◆ **Task directions**: Only the lines containing "unpost" belong in the answer; find them in the material below.
↓↓↓
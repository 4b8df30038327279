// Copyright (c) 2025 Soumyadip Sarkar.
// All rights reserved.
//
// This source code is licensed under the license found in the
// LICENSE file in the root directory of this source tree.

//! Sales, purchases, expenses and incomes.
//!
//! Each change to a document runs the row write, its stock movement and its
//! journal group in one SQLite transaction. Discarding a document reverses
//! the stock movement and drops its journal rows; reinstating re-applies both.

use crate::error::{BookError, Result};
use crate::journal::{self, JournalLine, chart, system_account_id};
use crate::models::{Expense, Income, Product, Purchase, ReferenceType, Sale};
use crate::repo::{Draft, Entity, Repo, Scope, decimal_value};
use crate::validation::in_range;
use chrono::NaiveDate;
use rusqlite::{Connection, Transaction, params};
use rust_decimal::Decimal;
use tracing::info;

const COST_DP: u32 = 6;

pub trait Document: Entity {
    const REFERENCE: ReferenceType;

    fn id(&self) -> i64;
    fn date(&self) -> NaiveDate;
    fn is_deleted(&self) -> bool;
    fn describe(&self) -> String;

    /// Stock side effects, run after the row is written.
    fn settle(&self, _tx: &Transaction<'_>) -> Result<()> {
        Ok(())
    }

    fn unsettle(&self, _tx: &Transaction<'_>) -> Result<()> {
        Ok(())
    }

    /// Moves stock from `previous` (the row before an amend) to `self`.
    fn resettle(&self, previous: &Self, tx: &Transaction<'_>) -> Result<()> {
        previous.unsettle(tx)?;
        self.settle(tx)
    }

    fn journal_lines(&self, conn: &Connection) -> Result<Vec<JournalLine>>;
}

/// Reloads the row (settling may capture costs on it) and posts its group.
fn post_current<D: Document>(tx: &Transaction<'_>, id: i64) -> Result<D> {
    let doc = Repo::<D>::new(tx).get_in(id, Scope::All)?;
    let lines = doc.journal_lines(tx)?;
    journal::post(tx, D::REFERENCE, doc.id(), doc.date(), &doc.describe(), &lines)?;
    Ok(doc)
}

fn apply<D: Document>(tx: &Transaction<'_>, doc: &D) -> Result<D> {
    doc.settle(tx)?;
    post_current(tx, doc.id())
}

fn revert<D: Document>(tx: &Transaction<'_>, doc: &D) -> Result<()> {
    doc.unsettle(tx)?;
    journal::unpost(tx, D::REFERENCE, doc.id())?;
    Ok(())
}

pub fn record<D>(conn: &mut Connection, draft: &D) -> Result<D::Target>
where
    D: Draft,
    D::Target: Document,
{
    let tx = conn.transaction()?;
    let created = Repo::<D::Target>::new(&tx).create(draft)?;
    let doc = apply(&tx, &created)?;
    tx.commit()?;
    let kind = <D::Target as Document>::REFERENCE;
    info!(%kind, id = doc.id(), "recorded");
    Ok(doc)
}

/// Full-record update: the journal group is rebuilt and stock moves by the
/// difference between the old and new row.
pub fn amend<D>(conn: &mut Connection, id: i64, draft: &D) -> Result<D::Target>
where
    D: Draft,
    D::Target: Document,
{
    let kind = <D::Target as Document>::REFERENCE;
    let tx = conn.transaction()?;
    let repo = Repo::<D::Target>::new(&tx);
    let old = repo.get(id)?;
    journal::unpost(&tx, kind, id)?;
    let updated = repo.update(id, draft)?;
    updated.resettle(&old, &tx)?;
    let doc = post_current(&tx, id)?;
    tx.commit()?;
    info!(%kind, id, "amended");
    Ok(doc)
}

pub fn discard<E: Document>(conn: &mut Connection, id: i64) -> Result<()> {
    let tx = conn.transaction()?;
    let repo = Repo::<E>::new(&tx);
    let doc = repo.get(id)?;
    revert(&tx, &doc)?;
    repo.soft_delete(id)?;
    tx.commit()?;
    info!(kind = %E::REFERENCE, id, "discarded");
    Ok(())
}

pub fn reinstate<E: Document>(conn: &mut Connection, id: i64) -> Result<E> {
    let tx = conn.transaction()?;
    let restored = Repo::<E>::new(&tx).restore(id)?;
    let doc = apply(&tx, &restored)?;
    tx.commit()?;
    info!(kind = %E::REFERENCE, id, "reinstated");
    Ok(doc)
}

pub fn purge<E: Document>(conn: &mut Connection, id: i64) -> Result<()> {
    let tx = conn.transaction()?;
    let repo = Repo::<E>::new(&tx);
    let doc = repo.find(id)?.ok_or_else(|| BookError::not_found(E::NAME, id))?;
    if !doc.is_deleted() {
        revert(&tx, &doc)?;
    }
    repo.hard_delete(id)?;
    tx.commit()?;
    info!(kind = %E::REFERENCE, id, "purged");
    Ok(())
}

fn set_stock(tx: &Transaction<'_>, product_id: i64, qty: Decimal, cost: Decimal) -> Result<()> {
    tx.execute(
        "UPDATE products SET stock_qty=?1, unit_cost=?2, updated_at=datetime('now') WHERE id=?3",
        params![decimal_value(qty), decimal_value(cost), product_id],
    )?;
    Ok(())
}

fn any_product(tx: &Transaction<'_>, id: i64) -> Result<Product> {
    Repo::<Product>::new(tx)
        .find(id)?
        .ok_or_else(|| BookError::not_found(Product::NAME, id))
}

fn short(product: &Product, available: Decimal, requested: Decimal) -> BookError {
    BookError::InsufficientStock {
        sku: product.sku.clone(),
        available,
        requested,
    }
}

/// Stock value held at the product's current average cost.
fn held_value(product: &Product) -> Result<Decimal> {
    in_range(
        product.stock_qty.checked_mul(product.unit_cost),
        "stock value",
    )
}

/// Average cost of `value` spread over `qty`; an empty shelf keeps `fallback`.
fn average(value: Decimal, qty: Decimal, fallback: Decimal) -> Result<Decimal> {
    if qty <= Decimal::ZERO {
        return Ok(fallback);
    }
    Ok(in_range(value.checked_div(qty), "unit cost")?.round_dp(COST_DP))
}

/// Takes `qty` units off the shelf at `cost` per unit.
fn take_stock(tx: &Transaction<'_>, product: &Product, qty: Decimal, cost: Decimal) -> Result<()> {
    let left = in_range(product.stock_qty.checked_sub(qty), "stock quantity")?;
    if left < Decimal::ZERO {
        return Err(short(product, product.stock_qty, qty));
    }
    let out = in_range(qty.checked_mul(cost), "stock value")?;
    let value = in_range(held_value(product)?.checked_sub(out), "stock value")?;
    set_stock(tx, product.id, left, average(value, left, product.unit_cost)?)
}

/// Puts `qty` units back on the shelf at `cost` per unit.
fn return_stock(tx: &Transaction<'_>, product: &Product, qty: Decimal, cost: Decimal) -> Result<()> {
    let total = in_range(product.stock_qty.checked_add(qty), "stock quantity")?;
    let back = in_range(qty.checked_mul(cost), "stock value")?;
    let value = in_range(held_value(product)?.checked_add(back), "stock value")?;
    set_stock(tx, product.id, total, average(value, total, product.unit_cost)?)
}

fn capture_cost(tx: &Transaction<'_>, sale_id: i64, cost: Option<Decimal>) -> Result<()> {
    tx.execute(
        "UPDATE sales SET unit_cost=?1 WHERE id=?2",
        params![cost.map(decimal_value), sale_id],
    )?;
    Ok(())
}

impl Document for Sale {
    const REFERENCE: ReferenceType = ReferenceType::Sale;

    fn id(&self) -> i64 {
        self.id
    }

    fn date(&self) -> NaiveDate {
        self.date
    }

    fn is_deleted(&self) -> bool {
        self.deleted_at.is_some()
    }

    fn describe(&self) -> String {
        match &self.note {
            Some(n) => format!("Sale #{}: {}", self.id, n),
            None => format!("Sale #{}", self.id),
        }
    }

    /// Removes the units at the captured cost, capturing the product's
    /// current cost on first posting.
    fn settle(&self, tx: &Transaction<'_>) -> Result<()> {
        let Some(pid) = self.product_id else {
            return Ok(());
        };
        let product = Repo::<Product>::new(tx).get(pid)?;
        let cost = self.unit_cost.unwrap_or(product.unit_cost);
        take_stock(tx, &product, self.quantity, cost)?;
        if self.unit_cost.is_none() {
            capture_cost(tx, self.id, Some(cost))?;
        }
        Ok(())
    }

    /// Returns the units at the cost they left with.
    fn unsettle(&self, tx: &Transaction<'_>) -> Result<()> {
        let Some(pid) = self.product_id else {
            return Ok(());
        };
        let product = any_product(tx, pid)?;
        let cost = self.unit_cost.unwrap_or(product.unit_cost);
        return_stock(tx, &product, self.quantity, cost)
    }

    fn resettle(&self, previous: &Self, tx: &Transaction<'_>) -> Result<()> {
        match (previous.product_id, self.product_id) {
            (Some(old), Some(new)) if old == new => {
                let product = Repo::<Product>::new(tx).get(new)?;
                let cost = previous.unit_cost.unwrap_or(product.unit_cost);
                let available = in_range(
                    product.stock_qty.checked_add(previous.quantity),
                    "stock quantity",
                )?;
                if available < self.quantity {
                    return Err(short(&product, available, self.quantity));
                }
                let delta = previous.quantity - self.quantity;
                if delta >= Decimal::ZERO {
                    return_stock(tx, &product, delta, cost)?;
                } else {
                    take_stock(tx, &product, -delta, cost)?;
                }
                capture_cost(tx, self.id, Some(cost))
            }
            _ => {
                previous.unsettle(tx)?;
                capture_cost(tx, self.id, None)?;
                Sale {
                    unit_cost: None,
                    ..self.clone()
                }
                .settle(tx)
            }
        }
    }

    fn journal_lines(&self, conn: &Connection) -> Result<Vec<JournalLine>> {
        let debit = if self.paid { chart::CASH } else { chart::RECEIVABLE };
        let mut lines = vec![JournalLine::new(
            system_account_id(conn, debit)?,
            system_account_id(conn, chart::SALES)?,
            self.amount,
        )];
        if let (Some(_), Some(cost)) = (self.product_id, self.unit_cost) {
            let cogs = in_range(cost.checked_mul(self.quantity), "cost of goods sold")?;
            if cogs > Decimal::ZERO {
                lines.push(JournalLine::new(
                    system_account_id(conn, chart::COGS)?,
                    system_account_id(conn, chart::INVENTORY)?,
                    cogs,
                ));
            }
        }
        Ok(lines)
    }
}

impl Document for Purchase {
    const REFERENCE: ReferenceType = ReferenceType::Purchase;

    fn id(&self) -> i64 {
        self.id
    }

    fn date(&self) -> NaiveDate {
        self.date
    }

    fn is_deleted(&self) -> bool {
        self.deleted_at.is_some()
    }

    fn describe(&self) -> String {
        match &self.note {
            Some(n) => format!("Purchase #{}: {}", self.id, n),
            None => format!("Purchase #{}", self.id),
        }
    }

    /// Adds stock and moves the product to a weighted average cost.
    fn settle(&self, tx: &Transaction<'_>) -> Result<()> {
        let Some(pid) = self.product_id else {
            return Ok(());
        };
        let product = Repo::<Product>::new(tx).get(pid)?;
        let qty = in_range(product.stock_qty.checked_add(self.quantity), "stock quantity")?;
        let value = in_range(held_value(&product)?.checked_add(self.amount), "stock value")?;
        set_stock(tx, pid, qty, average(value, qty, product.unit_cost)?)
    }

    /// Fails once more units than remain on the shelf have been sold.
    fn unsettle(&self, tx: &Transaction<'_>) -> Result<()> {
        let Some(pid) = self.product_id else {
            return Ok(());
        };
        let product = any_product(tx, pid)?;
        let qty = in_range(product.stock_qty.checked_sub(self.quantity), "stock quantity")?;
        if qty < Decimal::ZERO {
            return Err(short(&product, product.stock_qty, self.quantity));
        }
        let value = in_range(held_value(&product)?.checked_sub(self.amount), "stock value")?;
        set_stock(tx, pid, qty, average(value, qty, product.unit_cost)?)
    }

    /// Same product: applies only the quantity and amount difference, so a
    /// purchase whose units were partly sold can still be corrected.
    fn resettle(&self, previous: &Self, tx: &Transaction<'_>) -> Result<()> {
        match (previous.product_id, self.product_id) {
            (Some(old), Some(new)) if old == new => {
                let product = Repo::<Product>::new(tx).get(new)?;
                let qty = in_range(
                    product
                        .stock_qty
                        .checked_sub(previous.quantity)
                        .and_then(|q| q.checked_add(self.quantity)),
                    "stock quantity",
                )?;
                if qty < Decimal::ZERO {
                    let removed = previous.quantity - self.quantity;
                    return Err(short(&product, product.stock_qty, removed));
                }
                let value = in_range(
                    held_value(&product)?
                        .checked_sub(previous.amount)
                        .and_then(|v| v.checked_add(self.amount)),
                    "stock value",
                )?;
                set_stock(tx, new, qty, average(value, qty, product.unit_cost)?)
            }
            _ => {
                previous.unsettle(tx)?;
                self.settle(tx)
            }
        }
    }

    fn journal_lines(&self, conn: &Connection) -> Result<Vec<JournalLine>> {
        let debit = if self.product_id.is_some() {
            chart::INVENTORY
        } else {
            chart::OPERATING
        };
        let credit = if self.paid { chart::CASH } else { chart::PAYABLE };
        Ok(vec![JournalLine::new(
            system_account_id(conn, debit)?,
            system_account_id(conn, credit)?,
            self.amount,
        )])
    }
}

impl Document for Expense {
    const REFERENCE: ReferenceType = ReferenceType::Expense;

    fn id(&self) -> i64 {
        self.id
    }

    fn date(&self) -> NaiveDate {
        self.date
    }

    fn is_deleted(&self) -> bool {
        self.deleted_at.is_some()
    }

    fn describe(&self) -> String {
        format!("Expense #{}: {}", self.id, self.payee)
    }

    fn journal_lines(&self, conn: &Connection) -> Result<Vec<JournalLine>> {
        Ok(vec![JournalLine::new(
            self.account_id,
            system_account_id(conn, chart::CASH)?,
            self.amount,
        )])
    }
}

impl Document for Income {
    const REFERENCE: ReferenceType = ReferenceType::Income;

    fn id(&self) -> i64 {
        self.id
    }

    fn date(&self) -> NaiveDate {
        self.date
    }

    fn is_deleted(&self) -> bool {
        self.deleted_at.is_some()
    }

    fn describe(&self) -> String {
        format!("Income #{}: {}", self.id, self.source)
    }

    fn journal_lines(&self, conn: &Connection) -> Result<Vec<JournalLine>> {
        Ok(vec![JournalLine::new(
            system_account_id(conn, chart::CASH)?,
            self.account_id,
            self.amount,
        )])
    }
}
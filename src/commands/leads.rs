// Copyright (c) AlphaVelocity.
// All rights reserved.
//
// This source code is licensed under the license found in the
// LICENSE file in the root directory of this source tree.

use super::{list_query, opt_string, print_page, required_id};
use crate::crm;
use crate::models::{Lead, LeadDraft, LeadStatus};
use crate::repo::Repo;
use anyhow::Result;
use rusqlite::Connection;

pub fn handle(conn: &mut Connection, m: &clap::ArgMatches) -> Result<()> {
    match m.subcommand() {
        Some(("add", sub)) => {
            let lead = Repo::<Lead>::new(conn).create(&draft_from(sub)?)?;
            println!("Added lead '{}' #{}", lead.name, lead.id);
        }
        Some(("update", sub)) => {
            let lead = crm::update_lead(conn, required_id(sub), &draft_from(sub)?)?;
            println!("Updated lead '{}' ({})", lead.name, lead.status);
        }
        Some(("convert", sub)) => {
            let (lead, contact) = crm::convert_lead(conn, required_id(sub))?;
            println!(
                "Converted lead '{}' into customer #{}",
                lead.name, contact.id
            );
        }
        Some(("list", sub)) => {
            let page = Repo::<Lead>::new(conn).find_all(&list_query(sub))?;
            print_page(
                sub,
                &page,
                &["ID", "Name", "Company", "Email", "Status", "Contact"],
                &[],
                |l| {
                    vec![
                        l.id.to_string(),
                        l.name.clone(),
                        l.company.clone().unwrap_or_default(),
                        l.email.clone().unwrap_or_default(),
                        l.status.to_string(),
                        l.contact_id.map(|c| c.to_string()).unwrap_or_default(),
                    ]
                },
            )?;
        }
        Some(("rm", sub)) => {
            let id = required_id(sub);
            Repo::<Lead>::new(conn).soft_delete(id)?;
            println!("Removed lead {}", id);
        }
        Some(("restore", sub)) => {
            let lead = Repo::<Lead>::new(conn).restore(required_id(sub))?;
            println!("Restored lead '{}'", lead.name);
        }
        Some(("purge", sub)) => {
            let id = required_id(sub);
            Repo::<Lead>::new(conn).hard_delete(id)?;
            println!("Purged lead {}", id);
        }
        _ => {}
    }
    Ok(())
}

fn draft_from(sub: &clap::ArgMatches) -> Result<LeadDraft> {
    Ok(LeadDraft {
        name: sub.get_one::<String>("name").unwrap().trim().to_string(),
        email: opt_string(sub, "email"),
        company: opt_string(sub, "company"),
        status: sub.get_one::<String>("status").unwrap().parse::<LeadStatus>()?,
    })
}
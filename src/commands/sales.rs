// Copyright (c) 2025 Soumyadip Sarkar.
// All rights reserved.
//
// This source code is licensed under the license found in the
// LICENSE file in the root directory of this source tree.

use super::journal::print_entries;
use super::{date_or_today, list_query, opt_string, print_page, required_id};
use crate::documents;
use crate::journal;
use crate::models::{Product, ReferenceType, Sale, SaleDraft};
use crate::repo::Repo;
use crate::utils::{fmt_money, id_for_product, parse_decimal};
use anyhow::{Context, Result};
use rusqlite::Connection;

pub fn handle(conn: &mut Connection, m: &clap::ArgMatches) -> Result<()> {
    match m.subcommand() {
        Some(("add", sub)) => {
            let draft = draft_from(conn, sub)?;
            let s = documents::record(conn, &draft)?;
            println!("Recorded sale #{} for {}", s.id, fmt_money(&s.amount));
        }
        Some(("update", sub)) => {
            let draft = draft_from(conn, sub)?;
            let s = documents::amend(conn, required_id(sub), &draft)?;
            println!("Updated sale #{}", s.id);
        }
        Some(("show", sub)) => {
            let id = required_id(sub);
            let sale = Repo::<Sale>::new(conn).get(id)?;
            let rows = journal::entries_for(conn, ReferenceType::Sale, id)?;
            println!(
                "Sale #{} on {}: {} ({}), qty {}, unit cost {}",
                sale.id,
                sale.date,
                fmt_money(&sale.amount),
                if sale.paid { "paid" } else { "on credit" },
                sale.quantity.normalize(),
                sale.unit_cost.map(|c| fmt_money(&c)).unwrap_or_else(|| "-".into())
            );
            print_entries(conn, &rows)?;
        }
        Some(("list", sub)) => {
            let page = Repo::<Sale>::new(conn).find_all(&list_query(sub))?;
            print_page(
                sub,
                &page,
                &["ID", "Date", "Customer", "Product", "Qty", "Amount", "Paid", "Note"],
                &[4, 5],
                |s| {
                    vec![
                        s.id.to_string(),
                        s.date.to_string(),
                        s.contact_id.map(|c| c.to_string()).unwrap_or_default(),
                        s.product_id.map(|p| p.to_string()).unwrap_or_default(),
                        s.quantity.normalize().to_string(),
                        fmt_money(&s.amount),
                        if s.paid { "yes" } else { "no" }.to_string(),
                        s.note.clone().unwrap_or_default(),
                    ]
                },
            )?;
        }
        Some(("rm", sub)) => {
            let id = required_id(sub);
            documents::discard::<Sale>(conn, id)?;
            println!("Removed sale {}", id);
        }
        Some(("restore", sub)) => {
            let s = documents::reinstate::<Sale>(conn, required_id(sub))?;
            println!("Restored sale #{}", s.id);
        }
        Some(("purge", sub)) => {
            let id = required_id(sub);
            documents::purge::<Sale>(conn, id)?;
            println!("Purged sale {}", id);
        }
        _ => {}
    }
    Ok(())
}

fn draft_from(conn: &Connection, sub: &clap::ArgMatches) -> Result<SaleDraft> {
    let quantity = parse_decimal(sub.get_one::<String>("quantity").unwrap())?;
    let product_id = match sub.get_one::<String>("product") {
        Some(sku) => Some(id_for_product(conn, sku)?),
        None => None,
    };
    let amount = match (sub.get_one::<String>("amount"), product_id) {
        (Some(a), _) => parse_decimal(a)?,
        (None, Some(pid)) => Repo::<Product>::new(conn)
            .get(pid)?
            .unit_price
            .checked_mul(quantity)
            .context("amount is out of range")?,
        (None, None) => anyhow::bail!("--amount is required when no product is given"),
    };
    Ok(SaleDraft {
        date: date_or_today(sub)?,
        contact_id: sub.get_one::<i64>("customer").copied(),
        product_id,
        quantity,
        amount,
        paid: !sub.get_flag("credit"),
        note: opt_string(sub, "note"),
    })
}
↑↑↑
◆ **Your response**:
    journal::unpost(tx, D::REFERENCE, doc.id())?;
    journal::unpost(&tx, kind, id)?;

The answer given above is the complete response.